Gray Soft / Character Encodings / Encoding Conversion With iconv

The 22nd Comment on "Encoding Conversion With iconv"

2014-04-17T16:04:36Z

This is a good question.

String#encode() doesn't really provide an equivalent option to iconv's //TRANSLIT. You can specify fallbacks, but you can't ask Ruby to intelligently handle the replacements for you.

In this instance, iconv still feels superior to me. It will be interesting to see how that is addressed as this feature is retired.

Of course, they can't really take iconv away from us. We can always just shell out to the command-line program. So, if you want to stick with iconv, you can.

The 21st Comment on "Encoding Conversion With iconv"

2014-04-17T16:04:36Z

Help:

I am using Iconv.iconv('ascii//TRANSLIT', 'utf8', value) and I get the warning message:

/usr/lib/ruby/gems/1.9.1/gems/activesupport-3.2.3/lib/active_support/dependencies.rb:251:in `block in require': iconv will be deprecated in the future, use String#encode instead

How do I have to use the method String#encode to do the same?

The 20th Comment on "Encoding Conversion With iconv"

2014-03-27T01:38:28Z

Indeed very helpful and was also exactly what I needed. Thanks a lot.

The 19th Comment on "Encoding Conversion With iconv"

2014-04-17T16:02:38Z

Thanks for this very informative post. Best summary of iconv I could find!

The 18th Comment on "Encoding Conversion With iconv"

2014-04-17T16:02:21Z

I'm not sure exactly why you are seeing these oddities. My suggestion is to try listing the available encodings with:

iconv -l

Make sure both of the encodings you are using are in that list.

The 17th Comment on "Encoding Conversion With iconv"

2014-04-17T16:02:21Z

I tried the UTF8 on the iconv1.14 and it did not work. Only UTF-8 worked. And even then it ignored the e'.

iconv -t LATIN1//TRANSLIT -f UTF-8 < utf8.txt > latin1_wtranslit.txt
iconv: (stdin):1:1: cannot convert

Is there something wrong with my iconv (compiled on SUN x86 using gcc?

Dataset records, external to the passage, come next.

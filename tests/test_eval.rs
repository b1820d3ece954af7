use seedlisp::node::Printed;
use seedlisp::vm::Error;
use seedlisp::{Heap, Scanner, Vm, parse};

/// A heap and VM pair driving source text through the public API the way
/// the REPL does, returning the printed form of the last result.
struct Session {
    heap: Heap,
    vm: Vm,
}

impl Session {
    fn new() -> Self {
        let mut heap = Heap::new();
        let vm = Vm::new(&mut heap);
        Self { heap, vm }
    }

    fn run(&mut self, text: &str) -> Result<String, Error> {
        let mut scanner = Scanner::new(text);
        let mut last = String::new();
        while let Ok(expr) = parse(&mut self.heap, &mut scanner) {
            let result = self.vm.eval(&mut self.heap, expr);
            self.heap.release(expr);
            let value = result?;
            last = Printed::new(&self.heap, value).to_string();
            self.heap.release(value);
            self.heap.process_deletions();
        }
        Ok(last)
    }
}

#[test]
fn test_basic_arithmetic() {
    let mut s = Session::new();
    assert_eq!(s.run("(+ 1 2)").unwrap(), "3");
    assert_eq!(s.run("(- 10 4)").unwrap(), "6");
    assert_eq!(s.run("(* 6 7)").unwrap(), "42");
    assert_eq!(s.run("(/ 9 2)").unwrap(), "4");
}

#[test]
fn test_mixed_arithmetic_promotes() {
    let mut s = Session::new();
    assert_eq!(s.run("(+ 1 0.5)").unwrap(), "1.5");
    assert_eq!(s.run("(* 2 2.5)").unwrap(), "5.0");
    assert_eq!(s.run("(< 1 2.5)").unwrap(), "#t");
    assert_eq!(s.run("(= 2 2.0)").unwrap(), "#t");
    assert_eq!(s.run("(real->integer 2.9)").unwrap(), "2");
    assert_eq!(s.run("(real->integer -2.9)").unwrap(), "-2");
    assert_eq!(s.run("(integer->real 3)").unwrap(), "3.0");
    assert_eq!(s.run("(/ 1 0)"), Err(Error::DivisionByZero));
    assert_eq!(s.run("(/ 1.0 0.0)"), Err(Error::DivisionByZero));
}

#[test]
fn test_list_primitives() {
    let mut s = Session::new();
    assert_eq!(s.run("(car '(1 2 3))").unwrap(), "1");
    assert_eq!(s.run("(cdr '(1 2 3))").unwrap(), "(2 3)");
    assert_eq!(s.run("(cons 1 '(2 3))").unwrap(), "(1 2 3)");
    assert_eq!(s.run("(cons 1 2)").unwrap(), "(1 2)");
    assert_eq!(s.run("(atom? 'x)").unwrap(), "#t");
    assert_eq!(s.run("(atom? '(1))").unwrap(), "#f");
    assert_eq!(s.run("(null? '())").unwrap(), "#t");
    assert_eq!(s.run("(null? '(1))").unwrap(), "#f");
    assert_eq!(s.run("(pair? '(1))").unwrap(), "#t");
    assert_eq!(s.run("(pair? '())").unwrap(), "#f");
    assert_eq!(s.run("(eq? 'a 'a)").unwrap(), "#t");
    assert_eq!(s.run("(eq? 'a 'b)").unwrap(), "#f");
    assert_eq!(
        s.run("(car '())"),
        Err(Error::TypeError {
            op: "car/cdr",
            expected: "non-empty list"
        })
    );
}

#[test]
fn test_type_predicates_and_conversions() {
    let mut s = Session::new();
    assert_eq!(s.run("(boolean? #t)").unwrap(), "#t");
    assert_eq!(s.run("(char? #\\a)").unwrap(), "#t");
    assert_eq!(s.run("(string? \"x\")").unwrap(), "#t");
    assert_eq!(s.run("(number? 4)").unwrap(), "#t");
    assert_eq!(s.run("(integer? 4)").unwrap(), "#t");
    assert_eq!(s.run("(real? 4.0)").unwrap(), "#t");
    assert_eq!(s.run("(real? 4)").unwrap(), "#f");
    assert_eq!(s.run("(char->integer #\\a)").unwrap(), "97");
    assert_eq!(s.run("(integer->char 97)").unwrap(), "#\\a");
    assert_eq!(s.run("(number->string 42)").unwrap(), "\"42\"");
    assert_eq!(s.run("(string->number \"42\")").unwrap(), "42");
    assert_eq!(s.run("(string->number \"4.5\")").unwrap(), "4.5");
    assert_eq!(s.run("(not #f)").unwrap(), "#t");
    assert_eq!(
        s.run("(not 1)"),
        Err(Error::TypeError {
            op: "not",
            expected: "boolean"
        })
    );
}

#[test]
fn test_cond_clauses() {
    let mut s = Session::new();
    assert_eq!(s.run("(cond (#t 1) (#t 2))").unwrap(), "1");
    assert_eq!(s.run("(cond (#f 1) (#t 2))").unwrap(), "2");
    assert_eq!(s.run("(cond ((= 1 2) 'a) ((= 1 1) 'b))").unwrap(), "b");
    // Exhausted clauses yield the empty list.
    assert_eq!(s.run("(cond (#f 1))").unwrap(), "()");
    // Multiple consequent forms run in sequence.
    assert_eq!(s.run("(cond (#t (define x 5) (+ x 1)))").unwrap(), "6");
}

#[test]
fn test_logic_short_circuits() {
    let mut s = Session::new();
    assert_eq!(s.run("(and)").unwrap(), "#t");
    assert_eq!(s.run("(or)").unwrap(), "#f");
    assert_eq!(s.run("(and #t #t)").unwrap(), "#t");
    assert_eq!(s.run("(and #t #f)").unwrap(), "#f");
    assert_eq!(s.run("(or #f #t)").unwrap(), "#t");
    // The unused arm is never evaluated: the probe stays untouched.
    s.run("(define probe #f)").unwrap();
    assert_eq!(s.run("(or #t (set! probe #t)) probe").unwrap(), "#f");
    assert_eq!(s.run("(and #f (set! probe #t)) probe").unwrap(), "#f");
}

#[test]
fn test_define_and_set() {
    let mut s = Session::new();
    s.run("(define x 10)").unwrap();
    assert_eq!(s.run("x").unwrap(), "10");
    s.run("(set! x 11)").unwrap();
    assert_eq!(s.run("x").unwrap(), "11");
    assert_eq!(s.run("(set! nope 1)"), Err(Error::UnboundSymbol("nope".into())));
    assert_eq!(s.run("nope"), Err(Error::UnboundSymbol("nope".into())));
}

#[test]
fn test_closure_application() {
    let mut s = Session::new();
    // ((lambda (x y) (cons x y)) 1 '(2 3)) => (1 2 3)
    assert_eq!(
        s.run("((lambda (x y) (cons x y)) 1 '(2 3))").unwrap(),
        "(1 2 3)"
    );
    s.run("(define add (lambda (x y) (+ x y)))").unwrap();
    assert_eq!(s.run("(add 2 3)").unwrap(), "5");
    // Sugar form with a multi-form body.
    s.run("(define (twice x) (define two 2) (* two x))").unwrap();
    assert_eq!(s.run("(twice 21)").unwrap(), "42");
    // Missing and extra arguments fail without binding anything.
    assert_eq!(
        s.run("(add 1)"),
        Err(Error::ArityError {
            op: "lambda application",
            expected: "matching parameter count",
            found: 1
        })
    );
    assert_eq!(
        s.run("(add 1 2 3)"),
        Err(Error::ArityError {
            op: "lambda application",
            expected: "matching parameter count",
            found: 3
        })
    );
}

#[test]
fn test_recursive_factorial() {
    let mut s = Session::new();
    s.run("(define (fact n) (cond ((= n 0) 1) (#t (* n (fact (- n 1))))))")
        .unwrap();
    assert_eq!(s.run("(fact 5)").unwrap(), "120");
}

#[test]
fn test_macro_expansion() {
    let mut s = Session::new();
    s.run("(define if (macro (t c e) (cond (t c) (#t e))))").unwrap();
    assert_eq!(s.run("(if (> 3 2) 'yes 'no)").unwrap(), "yes");
    assert_eq!(s.run("(if (> 2 3) 'yes 'no)").unwrap(), "no");
    // The untaken branch is never evaluated.
    assert_eq!(s.run("(if #t 'ok (undefined-symbol))").unwrap(), "ok");
}

#[test]
fn test_tail_recursion_elides_stack() {
    let mut s = Session::new();
    s.run("(define (count n) (cond ((= n 0) 'done) (#t (count (- n 1)))))")
        .unwrap();
    assert_eq!(s.run("(count 5000)").unwrap(), "done");
}

#[test]
fn test_tail_recursion_through_begin() {
    let mut s = Session::new();
    s.run("(define (loop n) (begin (cond ((= n 0) 'done) (#t (loop (- n 1))))))")
        .unwrap();
    assert_eq!(s.run("(loop 10000)").unwrap(), "done");
}

#[test]
fn test_variadic_parameters() {
    let mut s = Session::new();
    s.run("(define list (lambda (. items) items))").unwrap();
    assert_eq!(s.run("(list 1 2 3)").unwrap(), "(1 2 3)");
    assert_eq!(s.run("(list)").unwrap(), "()");
    s.run("(define rest (lambda (x . more) more))").unwrap();
    assert_eq!(s.run("(rest 1 2 3)").unwrap(), "(2 3)");
}

#[test]
fn test_apply_equals_direct_call() {
    let mut s = Session::new();
    s.run("(define (add2 x y) (+ x y))").unwrap();
    assert_eq!(s.run("(apply add2 '(1 2))").unwrap(), s.run("(add2 1 2)").unwrap());
    assert_eq!(s.run("(apply + '(1 2))").unwrap(), "3");
    assert_eq!(s.run("(apply add2 1 '(2))").unwrap(), "3");
}

#[test]
fn test_assoc_and_subst() {
    let mut s = Session::new();
    assert_eq!(s.run("(assoc 'k (cons '(k 1) '()))").unwrap(), "1");
    assert_eq!(s.run("(assoc 'k '((a 0) (k 2)))").unwrap(), "2");
    assert_eq!(s.run("(assoc 'missing '((a 0)))").unwrap(), "#f");
    // Three-argument assoc replaces in place.
    s.run("(define e '((k 1)))").unwrap();
    assert_eq!(s.run("(assoc 'k e 9)").unwrap(), "9");
    assert_eq!(s.run("(assoc 'k e)").unwrap(), "9");
    // Substitution without occurrence returns a structurally equal value.
    assert_eq!(s.run("(subst 'a 'b '(a (a c)))").unwrap(), "(b (b c))");
    assert_eq!(s.run("(subst 'z 'b '(a (a c)))").unwrap(), "(a (a c))");
}

#[test]
fn test_begin_sequencing_and_scope() {
    let mut s = Session::new();
    assert_eq!(s.run("(begin 1 2 3)").unwrap(), "3");
    // A define inside begin extends the begin frame, not the global one.
    assert_eq!(s.run("(begin (define inner 1) inner)").unwrap(), "1");
    assert_eq!(s.run("inner"), Err(Error::UnboundSymbol("inner".into())));
}

#[test]
fn test_eval_in_environment() {
    let mut s = Session::new();
    assert_eq!(s.run("(eval '(+ 1 2) (current-environment))").unwrap(), "3");
    s.run("(define x 7)").unwrap();
    assert_eq!(s.run("(eval 'x (current-environment))").unwrap(), "7");
}

#[test]
fn test_library_load() {
    let mut s = Session::new();
    s.run("(load 'map)").unwrap();
    assert_eq!(
        s.run("(map (lambda (x) (* x x)) '(1 2 3))").unwrap(),
        "(1 4 9)"
    );
    s.run("(load 'length)").unwrap();
    assert_eq!(s.run("(length '(a b c d))").unwrap(), "4");
    s.run("(load 'filter)").unwrap();
    assert_eq!(s.run("(filter (lambda (x) (> x 1)) '(0 1 2 3))").unwrap(), "(2 3)");
    assert_eq!(
        s.run("(load 'no-such-entry)"),
        Err(Error::UnknownLibrary("no-such-entry".into()))
    );
    // unload rebinds the name to #f.
    s.run("(unload 'length)").unwrap();
    assert_eq!(s.run("length").unwrap(), "#f");
}

#[test]
fn test_let_macros_from_library() {
    let mut s = Session::new();
    s.run("(load 'foldl) (load 'pair) (load 'let)").unwrap();
    assert_eq!(s.run("(let ((x 1) (y 2)) (+ x y))").unwrap(), "3");
    s.run("(load 'let*)").unwrap();
    assert_eq!(s.run("(let* ((x 1) (y (+ x 1))) (+ x y))").unwrap(), "3");
}

#[test]
fn test_closure_captures_definition_environment() {
    let mut s = Session::new();
    s.run("(define base 10)").unwrap();
    s.run("(define (above x) (+ base x))").unwrap();
    assert_eq!(s.run("(above 5)").unwrap(), "15");
    // Rebinding base through set! is visible; shadowing by a later
    // define is too, because the captured alist shares the spine.
    s.run("(set! base 20)").unwrap();
    assert_eq!(s.run("(above 5)").unwrap(), "25");
}

#[test]
fn test_print_forms() {
    let mut s = Session::new();
    assert_eq!(s.run("(lambda (x) x)").unwrap(), "#closure");
    assert_eq!(s.run("'(lambda (x) x)").unwrap(), "#lambda");
    assert_eq!(s.run("(macro (x) x)").unwrap(), "#macro");
    assert_eq!(s.run("\"text\"").unwrap(), "\"text\"");
    assert_eq!(s.run("1.5").unwrap(), "1.5");
}

#[test]
fn test_string_data_round_trip() {
    let mut s = Session::new();
    s.run("(define d (string->data \"abc\"))").unwrap();
    assert_eq!(s.run("(data->string d)").unwrap(), "\"abc\"");
}

#[cfg(not(feature = "raw-memory"))]
#[test]
fn test_memory_operators_need_the_toggle() {
    let mut s = Session::new();
    assert_eq!(s.run("(mem-alloc 4)"), Err(Error::Unsupported("mem-alloc")));
    assert_eq!(
        s.run("(mem-addr (string->data \"x\"))"),
        Err(Error::Unsupported("mem-addr"))
    );
}

#[cfg(feature = "raw-memory")]
#[test]
fn test_memory_operators_on_data() {
    let mut s = Session::new();
    s.run("(define buf (mem-alloc 4))").unwrap();
    assert_eq!(s.run("(string? (data->string (mem-fill buf 97 4)))").unwrap(), "#t");
    s.run("(define src (string->data \"zz\"))").unwrap();
    s.run("(define dst (mem-alloc 2))").unwrap();
    assert_eq!(s.run("(data->string (mem-copy dst src 2))").unwrap(), "\"zz\"");
    assert_eq!(s.run("(integer? (mem-addr src))").unwrap(), "#t");
}

#[test]
fn test_errors_leave_global_environment_intact() {
    let mut s = Session::new();
    s.run("(define kept 1)").unwrap();
    assert!(s.run("(car 5)").is_err());
    assert!(s.run("(+ 'a 1)").is_err());
    assert_eq!(s.run("kept").unwrap(), "1");
    // Defines performed before an error inside a begin remain visible
    // inside that begin only; the global binding survives unchanged.
    assert!(s.run("(begin (define kept 2) (car 5))").is_err());
    assert_eq!(s.run("kept").unwrap(), "1");
}

#[test]
fn test_empty_list_does_not_evaluate() {
    let mut s = Session::new();
    assert_eq!(s.run("(())"), Err(Error::EmptyApplication));
    assert_eq!(s.run("()"), Err(Error::EmptyApplication));
}
use std::io::{self, Write};

use seedlisp::node::Printed;
use seedlisp::{Heap, Scanner, Vm, reader};

fn main() -> io::Result<()> {
    let mut heap = Heap::new();
    let mut vm = Vm::new(&mut heap);

    // Previous iteration's expression and result stay rooted until the
    // next sweep so `read`-produced structure survives one turn.
    let mut last_input = heap.empty();
    let mut last_output = heap.empty();
    heap.retain(last_input);
    heap.retain(last_output);

    let mut stdout = io::stdout();

    loop {
        heap.process_deletions();
        let roots = [
            heap.truth(),
            heap.falsity(),
            heap.empty(),
            vm.global_env(),
            last_input,
            last_output,
        ];
        heap.sweep(&roots);

        #[cfg(feature = "heap-report")]
        {
            println!("free: {}", heap.stats().free_bytes());
        }

        print!("> ");
        stdout.flush()?;

        // The lock is scoped so `(read)` can take it again during eval.
        let read = {
            let mut input = io::stdin().lock();
            reader::read_expression(&mut input)?
        };
        let Some(text) = read else {
            break;
        };
        if text.trim().is_empty() {
            continue;
        }

        let mut scanner = Scanner::new(&text);
        let expr = match reader::parse(&mut heap, &mut scanner) {
            Ok(expr) => expr,
            Err(_) => {
                println!("Error reading expression");
                continue;
            }
        };
        heap.release(last_input);
        last_input = expr;

        match vm.eval(&mut heap, expr) {
            Ok(result) => {
                println!("{}", Printed::new(&heap, result));
                heap.release(last_output);
                last_output = result;
            }
            Err(err) => println!("{err}"),
        }
    }

    println!();
    Ok(())
}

The 16th Comment on "Encoding Conversion With iconv"

2014-04-17T16:00:21Z

Just wanted to say "Thank you!" for writing this piece and going through iconv in such depth. I'm doing some conversions, and this was exactly what I needed. Thanks!!

The 15th Comment on "Encoding Conversion With iconv"

2014-04-17T15:59:58Z

Thank you for this well-written post. I had been using iconv for a project of mine, but didn't know about the //TRANSLIT and //IGNORE options and needed to deal with a small handful of cases where the conversion I wanted was failing. Your post very quickly taught me what I had been looking for. Kind regards and thank you.

The 14th Comment on "Encoding Conversion With iconv"

2014-04-17T15:59:23Z

Thanks for filling me in on the Windows solution.

I don't think many people would agree with you on the current level of Windows support, but I am glad to hear that it is improving.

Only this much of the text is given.